I was incubating this exploding rage for so long, sooo long, that my body felt radioactive. I wasn't the bomb but the chemicals that make it reactive.

Today was a day I would never forget, I met someone amazing in my life, and I also lost someone. Stars grow old and die, then they fall from the sky leaving behind a new era, a youthful eclectic beauty.

Yet which one was I holding onto for dear life?

The weeds of a burning rose, or the love of life and innocence?

Cold tears rained from my eyes as I held my mother's picture in my hand. Sometimes, I felt guilty for forgetting the fine details of her face. It felt like the pain I carried was stronger than my memory.

"Dear Mom,

Dad misses you, again. He never stopped . Sometimes I hear him crying out your name in his sleep, "Rose! Rose my sweet love where are you?"
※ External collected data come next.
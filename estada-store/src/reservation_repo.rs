use async_trait::async_trait;
use chrono::NaiveDate;
use estada_core::repository::ReservationRepository;
use estada_core::{CoreError, CoreResult, NewReservation, Reservation, ReservationStatus};
use sqlx::SqlitePool;

use crate::database::map_db_error;

pub struct StoreReservationRepository {
    pool: SqlitePool,
}

impl StoreReservationRepository {
    pub fn new(pool: SqlitePool) -> Self {
        Self { pool }
    }
}

#[derive(sqlx::FromRow)]
struct ReservationRow {
    id: i64,
    room_number: String,
    guest_name: String,
    checkin: NaiveDate,
    checkout: NaiveDate,
    status: String,
    total: f64,
}

impl TryFrom<ReservationRow> for Reservation {
    type Error = CoreError;

    fn try_from(row: ReservationRow) -> Result<Self, Self::Error> {
        Ok(Reservation {
            id: row.id,
            room_number: row.room_number,
            guest_name: row.guest_name,
            checkin: row.checkin,
            checkout: row.checkout,
            status: row.status.parse::<ReservationStatus>()?,
            total: row.total,
        })
    }
}

const SELECT_RESERVATION: &str =
    "SELECT id, room_number, guest_name, checkin, checkout, status, total FROM reservations";

#[async_trait]
impl ReservationRepository for StoreReservationRepository {
    async fn insert_reservation(&self, reservation: &NewReservation) -> CoreResult<i64> {
        let result = sqlx::query(
            r#"
            INSERT INTO reservations (room_number, guest_name, checkin, checkout, status, total)
            VALUES (?, ?, ?, ?, ?, ?)
            "#,
        )
        .bind(&reservation.room_number)
        .bind(&reservation.guest_name)
        .bind(reservation.stay.checkin())
        .bind(reservation.stay.checkout())
        .bind(reservation.status.as_str())
        .bind(reservation.total)
        .execute(&self.pool)
        .await
        .map_err(map_db_error)?;

        Ok(result.last_insert_rowid())
    }

    async fn list_reservations(&self) -> CoreResult<Vec<Reservation>> {
        let rows = sqlx::query_as::<_, ReservationRow>(&format!(
            "{} ORDER BY checkin DESC, id DESC",
            SELECT_RESERVATION
        ))
        .fetch_all(&self.pool)
        .await
        .map_err(map_db_error)?;

        rows.into_iter().map(Reservation::try_from).collect()
    }

    async fn list_reservations_for_guest(&self, guest_name: &str) -> CoreResult<Vec<Reservation>> {
        let rows = sqlx::query_as::<_, ReservationRow>(&format!(
            "{} WHERE guest_name = ? ORDER BY checkin DESC, id DESC",
            SELECT_RESERVATION
        ))
        .bind(guest_name)
        .fetch_all(&self.pool)
        .await
        .map_err(map_db_error)?;

        rows.into_iter().map(Reservation::try_from).collect()
    }

    async fn delete_reservation(&self, id: i64) -> CoreResult<bool> {
        let result = sqlx::query("DELETE FROM reservations WHERE id = ?")
            .bind(id)
            .execute(&self.pool)
            .await
            .map_err(map_db_error)?;

        Ok(result.rows_affected() > 0)
    }
}
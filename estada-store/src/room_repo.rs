use async_trait::async_trait;
use estada_core::repository::RoomRepository;
use estada_core::{CleanlinessStatus, CoreError, CoreResult, Room, StayDates};
use sqlx::SqlitePool;

use crate::database::map_db_error;

pub struct StoreRoomRepository {
    pool: SqlitePool,
}

impl StoreRoomRepository {
    pub fn new(pool: SqlitePool) -> Self {
        Self { pool }
    }
}

#[derive(sqlx::FromRow)]
struct RoomRow {
    number: String,
    capacity: i64,
    rate: f64,
    cleanliness_status: String,
}

impl TryFrom<RoomRow> for Room {
    type Error = CoreError;

    fn try_from(row: RoomRow) -> Result<Self, Self::Error> {
        let cleanliness_status = row.cleanliness_status.parse::<CleanlinessStatus>().map_err(|_| {
            CoreError::InternalError(format!(
                "Room {} has unknown cleanliness status '{}'",
                row.number, row.cleanliness_status
            ))
        })?;

        Ok(Room {
            number: row.number,
            capacity: row.capacity,
            rate: row.rate,
            cleanliness_status,
        })
    }
}

fn into_rooms(rows: Vec<RoomRow>) -> CoreResult<Vec<Room>> {
    rows.into_iter().map(Room::try_from).collect()
}

#[async_trait]
impl RoomRepository for StoreRoomRepository {
    async fn list_rooms(&self) -> CoreResult<Vec<Room>> {
        let rows = sqlx::query_as::<_, RoomRow>(
            "SELECT number, capacity, rate, cleanliness_status FROM rooms ORDER BY number",
        )
        .fetch_all(&self.pool)
        .await
        .map_err(map_db_error)?;

        into_rooms(rows)
    }

    async fn get_room(&self, number: &str) -> CoreResult<Option<Room>> {
        let row = sqlx::query_as::<_, RoomRow>(
            "SELECT number, capacity, rate, cleanliness_status FROM rooms WHERE number = ?",
        )
        .bind(number)
        .fetch_optional(&self.pool)
        .await
        .map_err(map_db_error)?;

        row.map(Room::try_from).transpose()
    }

    async fn available_rooms(&self, stay: &StayDates) -> CoreResult<Vec<Room>> {
        // existing.checkin < new.checkout AND existing.checkout > new.checkin
        let rows = sqlx::query_as::<_, RoomRow>(
            r#"
            SELECT number, capacity, rate, cleanliness_status FROM rooms
            WHERE number NOT IN (
                SELECT DISTINCT room_number FROM reservations
                WHERE status <> 'Cancelled'
                AND checkin < ?
                AND checkout > ?
            )
            ORDER BY number
            "#,
        )
        .bind(stay.checkout())
        .bind(stay.checkin())
        .fetch_all(&self.pool)
        .await
        .map_err(map_db_error)?;

        into_rooms(rows)
    }

    async fn update_cleanliness(
        &self,
        number: &str,
        status: CleanlinessStatus,
    ) -> CoreResult<bool> {
        let result = sqlx::query("UPDATE rooms SET cleanliness_status = ? WHERE number = ?")
            .bind(status.as_str())
            .bind(number)
            .execute(&self.pool)
            .await
            .map_err(map_db_error)?;

        Ok(result.rows_affected() > 0)
    }
}
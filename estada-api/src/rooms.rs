use axum::{
    extract::{Request, State},
    middleware::{self, Next},
    response::Redirect,
    routing::get,
    Form, Json, Router,
};
use axum_extra::extract::cookie::CookieJar;
use estada_core::Room;
use serde::{Deserialize, Serialize};

use crate::error::{user_message, AppError};
use crate::middleware::guard::{require_profiles, HOUSEKEEPING};
use crate::session::{Flash, FlashCategory, Session};
use crate::state::AppState;
use crate::theme::current_theme;

#[derive(Debug, Deserialize)]
pub struct RoomStatusForm {
    #[serde(default)]
    pub room_number: String,
    #[serde(default)]
    pub cleanliness_status: String,
}

#[derive(Debug, Serialize)]
pub struct RoomsPage {
    pub rooms: Vec<Room>,
    pub theme: String,
    pub flashes: Vec<Flash>,
}

pub fn routes() -> Router<AppState> {
    Router::new()
        .route("/quartos", get(rooms_page).post(update_room_status))
        .route_layer(middleware::from_fn(
            |session: Session, req: Request, next: Next| {
                require_profiles(HOUSEKEEPING, session, req, next)
            },
        ))
}

/// GET /quartos
async fn rooms_page(
    State(state): State<AppState>,
    session: Session,
    jar: CookieJar,
) -> Result<Json<RoomsPage>, AppError> {
    let rooms = state.housekeeping.rooms().await?;
    Ok(Json(RoomsPage {
        rooms,
        theme: current_theme(&jar),
        flashes: session.take_flashes().await,
    }))
}

/// POST /quartos
async fn update_room_status(
    State(state): State<AppState>,
    session: Session,
    Form(form): Form<RoomStatusForm>,
) -> Redirect {
    match state
        .housekeeping
        .update_status(&form.room_number, &form.cleanliness_status)
        .await
    {
        Ok(_) => session.flash(FlashCategory::Success, "Status updated successfully!").await,
        Err(e) => {
            session
                .flash(
                    FlashCategory::Danger,
                    user_message(&e, "Error updating the room status."),
                )
                .await
        }
    }
    Redirect::to("/quartos")
}
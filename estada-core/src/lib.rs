pub mod auth;
pub mod desk;
pub mod housekeeping;
#[cfg(test)]
mod memory;
pub mod profile;
pub mod repository;
pub mod reservation;
pub mod room;
pub mod user;

pub use auth::Authenticator;
pub use desk::ReservationDesk;
pub use housekeeping::Housekeeping;
pub use profile::Profile;
pub use reservation::{NewReservation, Reservation, ReservationStatus, StayDates};
pub use room::{CleanlinessStatus, Room};
pub use user::User;

#[derive(Debug, thiserror::Error)]
pub enum CoreError {
    #[error("{0}")]
    ValidationError(String),
    #[error("{0}")]
    FormatError(String),
    #[error("{0}")]
    NotFoundError(String),
    #[error("Integrity violation: {0}")]
    IntegrityError(String),
    #[error("Internal service error: {0}")]
    InternalError(String),
}

impl CoreError {
    /// True for failures the user cannot fix by changing their input.
    pub fn is_internal(&self) -> bool {
        matches!(self, CoreError::InternalError(_))
    }
}

pub type CoreResult<T> = Result<T, CoreError>;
Then I have to wake up and remind him that we are in drowning in dry places.

"I wish you were here" my voice broke as I cried cradling my knees.

I chuckled, a sad gurgle escaping from my lips, "I met a boy today. I like him a lot, more than I like myself. I realized today that I couldn't hold you both. It's been years since my body touched the water. Swimming was our thing..." I rambled on, "I can't do it without you..." I sighed.

I kissed the picture of my mom, my vision blurred over with sadness as I looked through the lens of my teary eyes, "just like every year, I come here to sit on the shore and talk to you. I leave you a gift, walk away, but leave a part of my eroded soul in the ocean. I am nothing but fragments without you..." I confessed.

"Anna" a soft voice whispered, it carried in the howling wind.

I turned around surprised, quickly wiping my blotchy tears "Jacob?" I asked in disbelief.

Jacob stood before me, a tight leather jacket hugged his looming figure as he looked beyond me at the crashing waves.

We said nothing, brooding in our silence.

"Can I see?" he asked finally breaking the silence. His outstretched hands pointing toward my picture.

Usually, I would say fuck off but something about Jacob made me trust him. My hands shook as I handed him a picture, "It's the only picture I have of her that matters, I don't know how much you overheard, but her name's Rose" I explained quietly.